So, yes there are break-up fees. We refer you to the merger agreement to look for the details of those. I'll ask Mike Ludwig to talk about the funding.

Mike Ludwig

Management

I'm sorry, are you asking me about funding or you're asking about -- you said, costs, can you elaborate Craig on the question?

Craig Ellis

Analyst · B. Riley. Your line is now open.

Yes. Just the cost of the debt funding that you used on the deal?

Mike Ludwig

Management

Okay. So, the cost of the debt funding. In the example we used a little over 3.25% is what we have. We do have committed terms and conditions and in essence for you, it's what we've used in our assumption was LIBOR plus 200 basis points.

Operator

Operator

Our next question comes from the line of Patrick Ho with Stifel Nicolas. Your line is now open.

Patrick Ho

Analyst · Stifel Nicolas. Your line is now open.

Thank you, and first I also want to send my congratulations to both companies. First, for Mike Slessor. Given some of the overlap of customers and as you mentioned you kind of combine both now the engineering as well as the production capabilities of both companies. Do you see this longer-term as a potential one-stop-shop for many of your customers both from the engineering side as well as on the production end?

Mike Slessor

Management

Thanks for the question, Pat. I think it's a great question because as we longer-term, clearly one of the things we're looking forward to creating is you could call it a one-stop-shop but maybe looking at it more broadly, a more complete provider of solutions to help people both measure their yield, but also improve their yield. Obviously, as we move upstream into the engineering and characterization space; one of the things we're able to do is not just tell people what their yield is, which is one of the fundamental things a probe card does, but we're able to help people fix yield. And I think the insight that we gain from the upstream engineering activities is going to really help inform both our product decisions downstream, but also help customers as they ramp things aggressively and be in the right position to offer them a complete engineering to production solution as they ramp new nodes and new devices. So longer-term, that's definitely one of the strategic benefits we see from the combination.

Patrick Ho

Analyst · Stifel Nicolas. Your line is now open.

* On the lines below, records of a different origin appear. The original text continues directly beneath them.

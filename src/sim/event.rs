use serde::Serialize;

use crate::dynamics::state::StateVector;
use crate::vehicle::Limits;

// ---------------------------------------------------------------------------
// Descent events
// ---------------------------------------------------------------------------

/// Kinds of events recorded during or after a run.
#[derive(Debug, Clone, PartialEq, Serialize)]
#[serde(tag = "kind", rename_all = "snake_case")]
pub enum EventKind {
    PhaseComplete { phase: usize },
    /// The phase started at or below its breaking altitude and produced no samples.
    PhaseSkipped { phase: usize },
    Landing,
    /// Descent was still under way when the time limit passed.
    TimeLimitExceeded { altitude: f64 },
    /// Touchdown energy of the whole body (`section: None`) or one split section.
    KineticEnergyExceeded { section: Option<usize>, energy: f64, excess: f64 },
}

#[derive(Debug, Clone, PartialEq, Serialize)]
pub struct SimEvent {
    pub time: f64,
    #[serde(flatten)]
    pub kind: EventKind,
}

impl SimEvent {
    pub fn new(time: f64, kind: EventKind) -> Self {
        Self { time, kind }
    }

    pub fn is_violation(&self) -> bool {
        matches!(
            self.kind,
            EventKind::TimeLimitExceeded { .. } | EventKind::KineticEnergyExceeded { .. }
        )
    }
}

// ---------------------------------------------------------------------------
// Post-hoc limit checks
// ---------------------------------------------------------------------------

/// First sample past `limits.max_time`, reported with the altitude the body had then.
pub fn check_time_limit<const N: usize>(
    times: &[f64],
    states: &[StateVector<N>],
    altitude_index: usize,
    limits: &Limits,
) -> Option<SimEvent> {
    times
        .iter()
        .zip(states)
        .find(|(t, _)| **t > limits.max_time)
        .map(|(t, s)| {
            SimEvent::new(*t, EventKind::TimeLimitExceeded { altitude: s[altitude_index] })
        })
}

/// Flag a touchdown energy above `limits.max_kinetic_energy`.
pub fn check_energy(
    time: f64,
    section: Option<usize>,
    energy: f64,
    limits: &Limits,
) -> Option<SimEvent> {
    (energy > limits.max_kinetic_energy).then(|| {
        SimEvent::new(
            time,
            EventKind::KineticEnergyExceeded {
                section,
                energy,
                excess: energy - limits.max_kinetic_energy,
            },
        )
    })
}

Great, that's helpful. And then maybe just as a follow-up for you again, Mike, in terms of just the business environment on the probe card and for you guys as you look to 2016. You mentioned the continued strength in your SoC business. As you look at the year as a whole, given a lot of the mix data points in the overall semiconductor industry, do you see the SoC strength coming primarily from one core customer or do you see the mobile application processor market also picking up strength particularly as you get to the more seasonally stronger period of the year?

Mike Slessor

Management

So we do see -- there are many moving parts in not just the SoC business, but the overall probe card business during 2016 as we currently see it. The strength in SoC does have multiple dimensions to it. Certainly the current activity that we've indicated is associated with 10-nanometer ramp at one of our key customers, it is a very strong momentum and we expect that to be persistent throughout the year. However, if we look at new design activity from other customers on some of the foundry FinFET nodes, there's some very strong initial design activity there as well, which as you say we, typically find seasonal strength in the middle part and latter part of the year associated with those designs. And so the simple answer to your question is we see both components of that strength in SoC as we move through 2016.

Operator

Operator

Our next question comes from the line of Srini Sundar with Summit Research. Your line is now open.

Srini Sundar

Analyst · Summit Research. Your line is now open.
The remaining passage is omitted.